Humans choose, AI does not
Posted on Wed 08 May 2019 in data science
Artificial intelligence isn’t human
“Artificial Intelligence Will Best Humans at Everything by 2060, Experts Say”. Well.
First, as Yogi Berra said, “It’s tough to make predictions, especially about the future.” Where is my flying car?
Second, the title reads like clickbait, but surprisingly it appears to be pretty close to the actual survey, which asked AI researchers when “high-level machine intelligence” will arrive, defined as “when unaided machines can accomplish every task better and more cheaply than human workers.” What is a ‘task’ in this definition? Does “every task” even make sense? Can we enumerate all tasks?

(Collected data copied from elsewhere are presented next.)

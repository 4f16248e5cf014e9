//! Error types for chart assembly.

use janma_time::TimeError;
use janma_vedic_base::{Graha, VedicError};
use thiserror::Error;

use crate::oracle::OracleError;

/// Errors from building a birth chart.
#[derive(Debug, Clone, PartialEq, Error)]
#[non_exhaustive]
pub enum ChartError {
    /// Malformed or out-of-range birth input.
    #[error("invalid birth input: {0}")]
    Time(#[from] TimeError),
    /// Ascendant could not be computed.
    #[error(transparent)]
    Vedic(#[from] VedicError),
    /// The planetary-longitude source failed.
    #[error("graha oracle failed: {0}")]
    Oracle(#[from] OracleError),
    /// A body required by the output was not supplied.
    #[error("no reading for {}", .0.english_name())]
    MissingGraha(Graha),
}
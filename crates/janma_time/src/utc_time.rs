//! UTC calendar date with fractional hour.
//!
//! `UtcMoment` is the birth instant after zone resolution. It is the input
//! of every downstream astronomical formula via [`UtcMoment::to_jd`].

use chrono::{Datelike, NaiveDate, NaiveDateTime, Timelike};
use serde::{Deserialize, Serialize};

use crate::error::TimeError;
use crate::julian::julian_day;

/// UTC calendar date with hour as a fractional decimal in [0, 24).
#[derive(Debug, Clone, Copy, PartialEq, Serialize, Deserialize)]
pub struct UtcMoment {
    pub year: i32,
    pub month: u32,
    pub day: u32,
    pub hour: f64,
}

impl UtcMoment {
    /// Build from calendar parts, checking the date exists and `hour` is in [0, 24).
    pub fn new(year: i32, month: u32, day: u32, hour: f64) -> Result<Self, TimeError> {
        if NaiveDate::from_ymd_opt(year, month, day).is_none() {
            return Err(TimeError::MalformedDate(format!(
                "{year:04}-{month:02}-{day:02} is not a calendar date"
            )));
        }
        if !(0.0..24.0).contains(&hour) {
            return Err(TimeError::MalformedTime(format!(
                "hour {hour} outside [0, 24)"
            )));
        }
        Ok(Self {
            year,
            month,
            day,
            hour,
        })
    }

    /// Read a UTC date-time.
    pub fn from_naive(utc: NaiveDateTime) -> Self {
        let secs = utc.second() as f64 + utc.nanosecond() as f64 / 1e9;
        Self {
            year: utc.year(),
            month: utc.month(),
            day: utc.day(),
            hour: utc.hour() as f64 + utc.minute() as f64 / 60.0 + secs / 3600.0,
        }
    }

    /// Julian Day of this instant.
    pub fn to_jd(&self) -> f64 {
        julian_day(self.year, self.month, self.day, self.hour)
    }
}

impl std::fmt::Display for UtcMoment {
    fn fmt(&self, f: &mut std::fmt::Formatter<'_>) -> std::fmt::Result {
        let total = ((self.hour * 3600.0).round() as u32).min(86_399);
        write!(
            f,
            "{:04}-{:02}-{:02}T{:02}:{:02}:{:02}Z",
            self.year,
            self.month,
            self.day,
            total / 3600,
            (total % 3600) / 60,
            total % 60
        )
    }
}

Third and most important, is high-level intelligence just accomplishing tasks? This is the real difference between artificial and human intelligence: humans define goals, AI tries to achieve them. Is the hammer going to displace the carpenter? They each have a purpose.
This difference between artificial and human intelligence is crucial to understand, both to interpret all the crazy headlines in the popular press, and more importantly, to make practical, informed judgements about the technology.

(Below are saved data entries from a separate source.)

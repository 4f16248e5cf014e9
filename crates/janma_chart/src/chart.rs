//! Birth-chart assembly.
//!
//! Pipeline: local time → UTC → Julian Day → ayanamsha and sidereal lagna
//! → oracle readings → rashi, nakshatra and whole-sign bhava per graha.

use janma_time::{NormalizedUtc, OffsetLookup, OffsetSource, normalize_to_utc};
use janma_vedic_base::{
    Graha, LagnaInfo, NakshatraInfo, Rashi, RashiInfo, group_by_bhava, lagna_details,
    nakshatra_from_longitude, normalize_360, rashi_from_longitude, whole_sign_bhava,
};
use tracing::debug;

use crate::error::ChartError;
use crate::oracle::{GrahaOracle, GrahaReading, OracleError};
use crate::request::BirthRequest;

/// One graha in the chart.
///
/// The sidereal longitude is the only stored angle; sign, nakshatra and
/// bhava are derived from it once, at construction.
#[derive(Debug, Clone, Copy, PartialEq)]
pub struct Placement {
    graha: Graha,
    sidereal_lon_deg: f64,
    is_retrograde: bool,
    rashi: RashiInfo,
    nakshatra: NakshatraInfo,
    bhava: u8,
}

impl Placement {
    fn new(reading: &GrahaReading, lagna: Rashi) -> Self {
        let lon = normalize_360(reading.sidereal_lon_deg);
        let rashi = rashi_from_longitude(lon);
        Self {
            graha: reading.graha,
            sidereal_lon_deg: lon,
            is_retrograde: reading.is_retrograde,
            rashi,
            nakshatra: nakshatra_from_longitude(lon),
            bhava: whole_sign_bhava(rashi.rashi, lagna),
        }
    }

    pub fn graha(&self) -> Graha {
        self.graha
    }

    /// Sidereal longitude in [0, 360).
    pub fn sidereal_lon_deg(&self) -> f64 {
        self.sidereal_lon_deg
    }

    pub fn is_retrograde(&self) -> bool {
        self.is_retrograde
    }

    pub fn rashi(&self) -> &RashiInfo {
        &self.rashi
    }

    pub fn nakshatra(&self) -> &NakshatraInfo {
        &self.nakshatra
    }

    /// Whole-sign bhava, 1-12.
    pub fn bhava(&self) -> u8 {
        self.bhava
    }
}

/// A computed sidereal birth chart.
#[derive(Debug, Clone, PartialEq)]
pub struct BirthChart {
    pub request: BirthRequest,
    pub utc: NormalizedUtc,
    pub jd: f64,
    pub lagna: LagnaInfo,
    pub lagna_rashi: RashiInfo,
    pub lagna_nakshatra: NakshatraInfo,
    /// Placements in graha order (Surya first, Ketu last).
    pub placements: Vec<Placement>,
}

impl BirthChart {
    /// How the UTC offset was obtained. A mean-solar fallback marks the
    /// whole chart as lower confidence.
    pub fn utc_source(&self) -> &OffsetSource {
        &self.utc.source
    }

    pub fn is_low_confidence(&self) -> bool {
        self.utc.is_low_confidence()
    }

    pub fn placement(&self, graha: Graha) -> Option<&Placement> {
        self.placements.iter().find(|p| p.graha == graha)
    }

    pub(crate) fn required(&self, graha: Graha) -> Result<&Placement, ChartError> {
        self.placement(graha).ok_or(ChartError::MissingGraha(graha))
    }

    /// Grahas grouped by bhava. Slot 0 is bhava 1.
    pub fn bhavas(&self) -> [Vec<Graha>; 12] {
        group_by_bhava(
            self.placements.iter().map(|p| (p.graha, p.rashi.rashi)),
            self.lagna_rashi.rashi,
        )
    }
}

/// Compute a birth chart.
///
/// Offset lookup failures never fail the chart; they are recorded on
/// [`BirthChart::utc`]. Surya and Chandra readings are required.
pub fn compute_birth_chart<L, O>(
    request: &BirthRequest,
    lookup: &L,
    oracle: &O,
) -> Result<BirthChart, ChartError>
where
    L: OffsetLookup + ?Sized,
    O: GrahaOracle + ?Sized,
{
    let utc = normalize_to_utc(&request.local, &request.location, lookup);
    let jd = utc.moment.to_jd();
    debug!(local = %request.local, utc = %utc.moment, jd, "birth moment resolved");

    let lagna = lagna_details(jd, &request.location)?;
    let lagna_rashi = rashi_from_longitude(lagna.sidereal_deg);
    let lagna_nakshatra = nakshatra_from_longitude(lagna.sidereal_deg);
    debug!(
        sidereal = lagna.sidereal_deg,
        rashi = lagna_rashi.rashi.name(),
        ayanamsha = lagna.ayanamsha_deg,
        "lagna computed"
    );

    let mut readings = oracle.graha_readings(jd)?;
    check_readings(&readings)?;
    readings.sort_by_key(|r| r.graha.index());

    let placements: Vec<Placement> = readings
        .iter()
        .map(|r| Placement::new(r, lagna_rashi.rashi))
        .collect();

    let chart = BirthChart {
        request: *request,
        utc,
        jd,
        lagna,
        lagna_rashi,
        lagna_nakshatra,
        placements,
    };
    chart.required(Graha::Surya)?;
    chart.required(Graha::Chandra)?;
    debug!(grahas = chart.placements.len(), "chart assembled");
    Ok(chart)
}

fn check_readings(readings: &[GrahaReading]) -> Result<(), OracleError> {
    let mut seen = [false; 9];
    for r in readings {
        if !r.sidereal_lon_deg.is_finite() {
            return Err(OracleError::NonFinite(r.graha));
        }
        let slot = &mut seen[r.graha.index() as usize];
        if *slot {
            return Err(OracleError::Duplicate(r.graha));
        }
        *slot = true;
    }
    Ok(())
}

#[cfg(test)]
mod tests {
    use super::*;
    use crate::oracle::FixedGrahaReadings;
    use janma_time::{LookupError, offline};

    fn ist(_: f64, _: f64, _: i64) -> Result<i32, LookupError> {
        Ok(19_800)
    }

    struct Failing;

    impl GrahaOracle for Failing {
        fn graha_readings(&self, _jd: f64) -> Result<Vec<GrahaReading>, OracleError> {
            Err(OracleError::Unavailable("offline".into()))
        }
    }

    struct Unchecked(Vec<GrahaReading>);

    impl GrahaOracle for Unchecked {
        fn graha_readings(&self, _jd: f64) -> Result<Vec<GrahaReading>, OracleError> {
            Ok(self.0.clone())
        }
    }

    fn hyderabad() -> BirthRequest {
        BirthRequest::parse("1989-04-04", "21:04", 17.385, 78.4867).unwrap()
    }

    #[test]
    fn placements_follow_lagna() {
        let oracle = FixedGrahaReadings::from_longitudes([
            350.9, 95.0, 10.0, 5.0, 40.0, 20.0, 280.0, 300.0, 120.0,
        ])
        .unwrap();
        let chart = compute_birth_chart(&hyderabad(), &ist, &oracle).unwrap();

        assert_eq!(chart.lagna_rashi.rashi, Rashi::Tula);
        assert!(!chart.is_low_confidence());

        let moon = chart.placement(Graha::Chandra).unwrap();
        assert_eq!(moon.rashi().rashi, Rashi::Karka);
        assert_eq!(moon.nakshatra().nakshatra_index, 7);
        // Karka is the 10th from Tula.
        assert_eq!(moon.bhava(), 10);

        let sun = chart.placement(Graha::Surya).unwrap();
        assert_eq!(sun.rashi().rashi, Rashi::Meena);
        assert_eq!(sun.bhava(), 6);
    }

    #[test]
    fn bhavas_hold_every_graha_once() {
        let oracle = FixedGrahaReadings::from_longitudes([
            0.0, 30.0, 60.0, 90.0, 120.0, 150.0, 180.0, 210.0, 30.0,
        ])
        .unwrap();
        let chart = compute_birth_chart(&hyderabad(), &ist, &oracle).unwrap();
        let bhavas = chart.bhavas();
        assert_eq!(bhavas.iter().map(Vec::len).sum::<usize>(), 9);
        // Saturn at 180 sits in Tula, the lagna rashi.
        assert!(bhavas[0].contains(&Graha::Shani));
    }

    #[test]
    fn readings_are_sorted_by_graha() {
        let oracle = Unchecked(vec![
            GrahaReading::new(Graha::Chandra, 95.0, false),
            GrahaReading::new(Graha::Surya, 10.0, false),
        ]);
        let chart = compute_birth_chart(&hyderabad(), &ist, &oracle).unwrap();
        let order: Vec<Graha> = chart.placements.iter().map(Placement::graha).collect();
        assert_eq!(order, vec![Graha::Surya, Graha::Chandra]);
    }

    #[test]
    fn offline_lookup_marks_low_confidence() {
        let oracle = FixedGrahaReadings::from_longitudes([0.0; 9]).unwrap();
        let chart = compute_birth_chart(&hyderabad(), &offline(), &oracle).unwrap();
        assert!(chart.is_low_confidence());
        assert!(matches!(
            chart.utc_source(),
            OffsetSource::MeanSolarFallback {
                reason: LookupError::NotConfigured
            }
        ));
    }

    #[test]
    fn missing_moon_is_an_error() {
        let oracle = Unchecked(vec![GrahaReading::new(Graha::Surya, 10.0, false)]);
        let err = compute_birth_chart(&hyderabad(), &ist, &oracle).unwrap_err();
        assert_eq!(err, ChartError::MissingGraha(Graha::Chandra));
    }

    #[test]
    fn oracle_failures_propagate() {
        let err = compute_birth_chart(&hyderabad(), &ist, &Failing).unwrap_err();
        assert!(matches!(err, ChartError::Oracle(OracleError::Unavailable(_))));

        let dup = Unchecked(vec![
            GrahaReading::new(Graha::Surya, 10.0, false),
            GrahaReading::new(Graha::Surya, 11.0, false),
        ]);
        let err = compute_birth_chart(&hyderabad(), &ist, &dup).unwrap_err();
        assert_eq!(err, ChartError::Oracle(OracleError::Duplicate(Graha::Surya)));

        let nan = Unchecked(vec![GrahaReading::new(Graha::Mangal, f64::INFINITY, false)]);
        let err = compute_birth_chart(&hyderabad(), &ist, &nan).unwrap_err();
        assert_eq!(err, ChartError::Oracle(OracleError::NonFinite(Graha::Mangal)));
    }

    #[test]
    fn polar_birth_place_is_rejected() {
        let req = BirthRequest::parse("2000-06-21", "12:00", 89.95, 0.0).unwrap();
        let oracle = FixedGrahaReadings::from_longitudes([0.0; 9]).unwrap();
        let err = compute_birth_chart(&req, &offline(), &oracle).unwrap_err();
        assert!(matches!(err, ChartError::Vedic(_)));
    }
}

The rest of this post walks through some types of artificial intelligence, types of human intelligence, and given how different they are, plausible and implausible risks of artificial intelligence. The short story: unlike humans, every AI technology has a perfectly mathematically well-defined goal, often a labeled dataset.
Types of artificial intelligence
In supervised learning, you define a prediction goal and gather a training set with labels corresponding to the goal. Suppose you want to identify whether a picture has Denzel Washington in it. Then your training set is a set of pictures, each labeled as containing Denzel Washington or not. The label has to be applied outside of the system, mostly likely by people. If your goal is to do facial recognition, your labeled dataset is pictures along with a label (the person in the picture). Again, you have to gather the labels somehow, likely with people. If your goal is to match a face with another face, you need a label of whether the match was successful or not. Always labels.

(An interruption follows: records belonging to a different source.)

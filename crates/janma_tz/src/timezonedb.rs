//! TimeZoneDB `get-time-zone` client.
//!
//! Request: `GET {endpoint}?key=..&format=json&by=position&lat=..&lng=..&time=..`
//!
//! Response fields used: `status` ("OK" or "FAILED"), `message`,
//! `zoneName`, `abbreviation`, `gmtOffset` (seconds), `dst` ("0"/"1").

use std::time::Duration;

use janma_config::TimezoneConfig;
use janma_time::{LookupError, OffsetLookup};
use reqwest::Url;
use reqwest::blocking::Client;
use serde::Deserialize;
use tracing::debug;

/// Upper bound on the connect phase, applied on top of the whole-request
/// timeout.
const MAX_CONNECT_TIMEOUT: Duration = Duration::from_secs(2);

/// Zone details returned by a successful lookup.
#[derive(Debug, Clone, PartialEq, Eq)]
pub struct ZoneInfo {
    pub zone_name: String,
    pub abbreviation: String,
    /// GMT offset in seconds, DST included.
    pub gmt_offset_seconds: i32,
    pub dst: bool,
}

#[derive(Debug, Deserialize)]
#[serde(rename_all = "camelCase")]
struct GetTimeZoneResponse {
    status: String,
    #[serde(default)]
    message: String,
    #[serde(default)]
    zone_name: String,
    #[serde(default)]
    abbreviation: String,
    gmt_offset: Option<i64>,
    #[serde(default)]
    dst: String,
}

/// Blocking TimeZoneDB client with bounded timeouts.
#[derive(Debug, Clone)]
pub struct TimezoneDbClient {
    http: Client,
    endpoint: Url,
    api_key: String,
}

impl TimezoneDbClient {
    /// Build a client for `endpoint` with a whole-request `timeout`.
    pub fn new(endpoint: &str, api_key: &str, timeout: Duration) -> Result<Self, LookupError> {
        let endpoint = Url::parse(endpoint)
            .map_err(|e| LookupError::Transport(format!("invalid endpoint {endpoint:?}: {e}")))?;
        let http = Client::builder()
            .timeout(timeout)
            .connect_timeout(timeout.min(MAX_CONNECT_TIMEOUT))
            .build()
            .map_err(|e| LookupError::Transport(e.to_string()))?;
        Ok(Self {
            http,
            endpoint,
            api_key: api_key.to_string(),
        })
    }

    /// Build from configuration. Fails with `NotConfigured` when the
    /// lookup is disabled or has no API key.
    pub fn from_config(config: &TimezoneConfig) -> Result<Self, LookupError> {
        let key = config.usable_api_key().ok_or(LookupError::NotConfigured)?;
        Self::new(&config.endpoint, key, config.timeout())
    }

    fn request_url(&self, latitude_deg: f64, longitude_deg: f64, unix_time: i64) -> Url {
        let mut url = self.endpoint.clone();
        url.query_pairs_mut()
            .append_pair("key", &self.api_key)
            .append_pair("format", "json")
            .append_pair("by", "position")
            .append_pair("lat", &latitude_deg.to_string())
            .append_pair("lng", &longitude_deg.to_string())
            .append_pair("time", &unix_time.to_string());
        url
    }

    /// Look up the zone in force at a position around `unix_time`.
    pub fn lookup_zone(
        &self,
        latitude_deg: f64,
        longitude_deg: f64,
        unix_time: i64,
    ) -> Result<ZoneInfo, LookupError> {
        let url = self.request_url(latitude_deg, longitude_deg, unix_time);
        debug!(lat = latitude_deg, lng = longitude_deg, time = unix_time, "timezonedb request");

        let response = self.http.get(url).send().map_err(map_transport)?;
        let status = response.status();
        if !status.is_success() {
            return Err(LookupError::Rejected(format!("http status {status}")));
        }
        let body: GetTimeZoneResponse = response.json().map_err(map_transport)?;

        if body.status != "OK" {
            let reason = if body.message.is_empty() {
                body.status
            } else {
                body.message
            };
            return Err(LookupError::Rejected(reason));
        }
        let offset = body
            .gmt_offset
            .ok_or_else(|| LookupError::Malformed("missing gmtOffset".into()))?;
        let gmt_offset_seconds = i32::try_from(offset)
            .map_err(|_| LookupError::Malformed(format!("gmtOffset {offset} out of range")))?;

        debug!(
            zone = %body.zone_name,
            abbreviation = %body.abbreviation,
            gmt_offset = gmt_offset_seconds,
            "timezonedb response"
        );
        Ok(ZoneInfo {
            zone_name: body.zone_name,
            abbreviation: body.abbreviation,
            gmt_offset_seconds,
            dst: body.dst == "1",
        })
    }
}

fn map_transport(e: reqwest::Error) -> LookupError {
    if e.is_timeout() {
        LookupError::Timeout
    } else if e.is_decode() {
        LookupError::Malformed(e.to_string())
    } else {
        LookupError::Transport(e.to_string())
    }
}

impl OffsetLookup for TimezoneDbClient {
    fn gmt_offset_seconds(
        &self,
        latitude_deg: f64,
        longitude_deg: f64,
        approx_unix_utc: i64,
    ) -> Result<i32, LookupError> {
        self.lookup_zone(latitude_deg, longitude_deg, approx_unix_utc)
            .map(|zone| zone.gmt_offset_seconds)
    }
}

Almost all the machine learning you read about is supervised learning. Deep learning, neural networks, decision trees, random forests, logistic regression, all training on labeled datasets.
In unsupervised learning, again you define a goal. A very common unsupervised learning technique is clustering (e.g., the well-known k-means clustering). Again, the goal is very well-defined: find clusters minimizing some mathematical cost function. For example, where the distance between points within the same cluster is small, and the distance between points not within the same cluster is large. All of these goals are so well-defined they have mathematical formalism:
This formula feels very different from how humans specify goals. Most humans don’t understand these symbols at all. They are not formal. Also, a “goal-oriented” mindset in a human is unusual enough that it has a special term.
In reinforcement learning, you define a reward function to reward (or penalize) actions that move towards a goal. This is the technology people have been using recently for games like chess and Go, where it may take many actions to reach a particular goal (like checkmate), so you need a reward function that gives hints along the way. Again, not only a well-defined goal, but even a well-defined on-the-way-to-goal reward function.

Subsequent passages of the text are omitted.